## [Problem]
Below are records; copy every line in them that holds the word "TeamMember".

[Stored data]

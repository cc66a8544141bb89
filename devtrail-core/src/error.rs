//! Error types for devtrail-core

use thiserror::Error;

/// Main error type for the devtrail-core library
#[derive(Error, Debug)]
pub enum Error {
    /// IO error
    #[error("IO error: {0}")]
    Io(#[from] std::io::Error),

    /// JSON parsing error
    #[error("JSON error: {0}")]
    Json(#[from] serde_json::Error),

    /// Configuration error (invalid values or unreadable config)
    #[error("configuration error: {0}")]
    Config(String),

    /// Session ID that cannot be used as a storage key
    #[error("invalid session id: {0:?}")]
    InvalidSessionId(String),

    /// Git command failed
    #[error("git error: {0}")]
    Git(String),

    /// Session storage error
    #[error("storage error: {0}")]
    Storage(String),

    /// Team backend error
    #[error("team sharing error: {0}")]
    Team(String),

    /// Summarizer error
    #[error("summary error: {0}")]
    Summary(String),
}

/// Result type alias for devtrail-core
pub type Result<T> = std::result::Result<T, Error>;
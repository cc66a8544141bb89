//! End-to-end tests for devtrail session tracking
//!
//! These tests wire real monitors and the JSON store together in temporary
//! directories. Git is replaced by a canned runner so no repository or `git`
//! binary is needed.

use async_trait::async_trait;
use chrono::Utc;
use devtrail_core::config::PrivacySettings;
use devtrail_core::monitor::{
    FileChangeMonitor, GitActivityMonitor, GitRunner, SavedDocument, TerminalErrorMonitor,
};
use devtrail_core::team::{InMemoryTeamBackend, OptInStore};
use devtrail_core::{
    ChangeType, ExtensionConfig, JsonSessionStore, SessionStorage, SessionTracker,
    TeamDataAggregator, TeamMember, TeamRole, TrackerDeps, TrackerState, UserPermissions,
};
use std::path::Path;
use std::sync::Arc;
use tempfile::TempDir;

/// Git runner that answers every log query with the same output
struct CannedGit {
    log: String,
}

#[async_trait]
impl GitRunner for CannedGit {
    async fn run(&self, _cwd: &Path, args: &[String]) -> devtrail_core::Result<String> {
        if args[0] == "log" {
            Ok(self.log.clone())
        } else {
            Ok("main\n".to_string())
        }
    }
}

struct Workspace {
    root: TempDir,
    sessions: TempDir,
    files: Arc<FileChangeMonitor>,
    errors: Arc<TerminalErrorMonitor>,
    tracker: SessionTracker,
}

impl Workspace {
    async fn open(config: ExtensionConfig, git_log: &str) -> Self {
        let root = TempDir::new().unwrap();
        let sessions = TempDir::new().unwrap();
        Self::open_in(root, sessions, config, git_log).await
    }

    async fn open_in(
        root: TempDir,
        sessions: TempDir,
        config: ExtensionConfig,
        git_log: &str,
    ) -> Self {
        std::fs::create_dir_all(root.path().join(".git")).unwrap();
        let config = Arc::new(config);

        let files = Arc::new(FileChangeMonitor::new(root.path(), &config));
        let errors = Arc::new(TerminalErrorMonitor::new());
        let commits = Arc::new(GitActivityMonitor::with_runner(
            root.path(),
            &config,
            Arc::new(CannedGit {
                log: git_log.to_string(),
            }),
        ));
        let deps = TrackerDeps {
            files: files.clone(),
            commits,
            errors: errors.clone(),
            storage: Arc::new(JsonSessionStore::new(sessions.path())),
        };
        let tracker = SessionTracker::open(config, deps).await;

        Self {
            root,
            sessions,
            files,
            errors,
            tracker,
        }
    }

    fn path(&self, relative: &str) -> std::path::PathBuf {
        self.root.path().join(relative)
    }

    fn save(&self, relative: &str) {
        self.files.handle_saved(&SavedDocument::new(self.path(relative)));
    }
}

fn log_line(hash: &str, subject: &str, minutes_from_now: i64, files: &[&str]) -> String {
    let ts = Utc::now() + chrono::Duration::minutes(minutes_from_now);
    format!(
        "{}|{}|Ada Lovelace|{}|\n{}\n",
        hash,
        subject,
        ts.to_rfc3339(),
        files.join("\n")
    )
}

// ============================================
// Tracking
// ============================================

#[tokio::test]
async fn test_excluded_paths_never_recorded() {
    let ws = Workspace::open(ExtensionConfig::default(), "").await;
    ws.tracker.start_tracking();

    ws.save("node_modules/left-pad/index.js");
    ws.save(".env.local");
    ws.save("debug.log");
    let main = SavedDocument::new(ws.path("src/main.rs"));
    ws.files.handle_saved(&main.with_line_count(42));

    let session = ws.tracker.current_session();
    assert_eq!(session.edited_files.len(), 1);
    assert_eq!(session.edited_files[0].file_path, "src/main.rs");
    assert_eq!(session.edited_files[0].line_count, Some(42));
}

#[tokio::test]
async fn test_create_then_save_keeps_one_entry() {
    let ws = Workspace::open(ExtensionConfig::default(), "").await;
    ws.tracker.start_tracking();

    ws.files.handle_created([ws.path("src/new.rs")]);
    ws.files.handle_saved(&SavedDocument::new(ws.path("src/new.rs")));

    let session = ws.tracker.current_session();
    assert_eq!(session.edited_files.len(), 1);
    assert_eq!(session.edited_files[0].change_type, ChangeType::Modified);
}

#[tokio::test]
async fn test_events_ignored_while_not_tracking() {
    let ws = Workspace::open(ExtensionConfig::default(), "").await;
    assert_eq!(ws.tracker.state(), TrackerState::Idle);

    ws.save("a.rs");
    ws.errors.handle_output(Some("zsh"), "error: boom\n");
    assert!(ws.tracker.current_session().is_empty());

    ws.tracker.start_tracking();
    ws.errors.handle_output(Some("zsh"), "error: boom\nall good\n");
    ws.tracker.stop_tracking();
    ws.errors.handle_output(Some("zsh"), "error: again\n");

    let session = ws.tracker.current_session();
    assert_eq!(session.terminal_errors.len(), 1);
    assert_eq!(session.terminal_errors[0].terminal_name, "zsh");
}

#[tokio::test]
async fn test_wip_commits_excluded() {
    let log = [
        log_line("aaaa111", "Add parser", 1, &["src/parser.rs"]),
        log_line("bbbb222", "WIP: half-done lexer", 2, &["src/lexer.rs"]),
        log_line("cccc333", "Fix tests", 3, &["tests/it.rs", ".env"]),
    ]
    .concat();
    let config = ExtensionConfig {
        privacy_settings: PrivacySettings {
            exclude_commit_patterns: vec!["WIP:".to_string()],
            ..Default::default()
        },
        ..Default::default()
    };
    let ws = Workspace::open(config, &log).await;
    ws.tracker.start_tracking();

    assert_eq!(ws.tracker.refresh_commits().await, 2);
    assert_eq!(ws.tracker.refresh_commits().await, 0);

    let session = ws.tracker.current_session();
    let messages: Vec<_> = session
        .git_commits
        .iter()
        .map(|c| c.message.as_str())
        .collect();
    assert_eq!(messages, vec!["Add parser", "Fix tests"]);
}

#[tokio::test]
async fn test_commit_cap_keeps_newest() {
    let log: String = (1..=6)
        .map(|i| {
            let hash = format!("abcde{:02}", i);
            log_line(&hash, &format!("Change {}", i), i, &[])
        })
        .collect();
    let config = ExtensionConfig {
        max_commits_to_show: 4,
        ..Default::default()
    };
    let ws = Workspace::open(config, &log).await;
    ws.tracker.start_tracking();
    ws.tracker.refresh_commits().await;

    let session = ws.tracker.current_session();
    let hashes: Vec<_> = session
        .git_commits
        .iter()
        .map(|c| c.hash.as_str())
        .collect();
    assert_eq!(hashes, vec!["abcde03", "abcde04", "abcde05", "abcde06"]);
}

// ============================================
// Persistence
// ============================================

#[tokio::test]
async fn test_session_round_trip_across_restart() {
    let ws = Workspace::open(ExtensionConfig::default(), "").await;
    assert!(ws.tracker.previous_session().is_none());

    ws.tracker.start_tracking();
    ws.files.handle_created([ws.path("src/lib.rs")]);
    ws.errors.handle_output(None, "warning: unused import\n");
    ws.tracker.save_session().await.unwrap();
    let saved = ws.tracker.current_session();
    assert!(saved.end_time.is_some());

    let Workspace { root, sessions, .. } = ws;
    let reopened = Workspace::open_in(root, sessions, ExtensionConfig::default(), "").await;
    assert_eq!(reopened.tracker.previous_session(), Some(&saved));
}

#[tokio::test]
async fn test_load_last_session_empty_store() {
    let dir = TempDir::new().unwrap();
    let store = JsonSessionStore::new(dir.path().join("sessions"));
    assert!(store.load_last_session().await.is_none());
    assert!(store.all_session_ids().await.is_empty());
}

#[tokio::test]
async fn test_save_failure_then_retry() {
    let dir = TempDir::new().unwrap();
    let root = dir.path().join("sessions");
    // A regular file where the directory should be
    std::fs::write(&root, b"").unwrap();
    let store = JsonSessionStore::new(&root);

    let session = devtrail_core::SessionData::new();
    assert!(store.save_session(&session).await.is_err());
    assert!(store.load_session(&session.session_id).await.is_none());

    std::fs::remove_file(&root).unwrap();
    store.save_session(&session).await.unwrap();
    assert_eq!(store.load_last_session().await, Some(session));
}

// ============================================
// Team sharing
// ============================================

#[tokio::test]
async fn test_opted_out_user_shares_nothing() {
    let dir = TempDir::new().unwrap();
    let me = TeamMember {
        id: "u1".to_string(),
        name: "Ada".to_string(),
        email: None,
        role: TeamRole::Member,
    };
    let backend = Arc::new(InMemoryTeamBackend::new(
        me,
        Some(UserPermissions {
            team_id: "core".to_string(),
            can_view_team_data: true,
            can_share_data: true,
        }),
    ));
    let config = Arc::new(ExtensionConfig {
        privacy_settings: PrivacySettings {
            share_with_team: true,
            ..Default::default()
        },
        ..Default::default()
    });
    let aggregator =
        TeamDataAggregator::new(config, OptInStore::in_dir(dir.path()), backend.clone());

    aggregator.opt_in_to_team_sharing().await.unwrap();
    aggregator.opt_out_of_team_sharing().await.unwrap();

    let session = devtrail_core::SessionData::new();
    assert!(!aggregator.share_session_data(&session).await);
    assert!(backend.record_for("u1").is_none());

    let view = aggregator.team_session_data().await.unwrap();
    assert!(view.members.iter().all(|m| m.session_data.is_none()));
}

## [Your solution]
    TeamDataAggregator, TeamMember, TeamRole, TrackerDeps, TrackerState, UserPermissions,
    let me = TeamMember {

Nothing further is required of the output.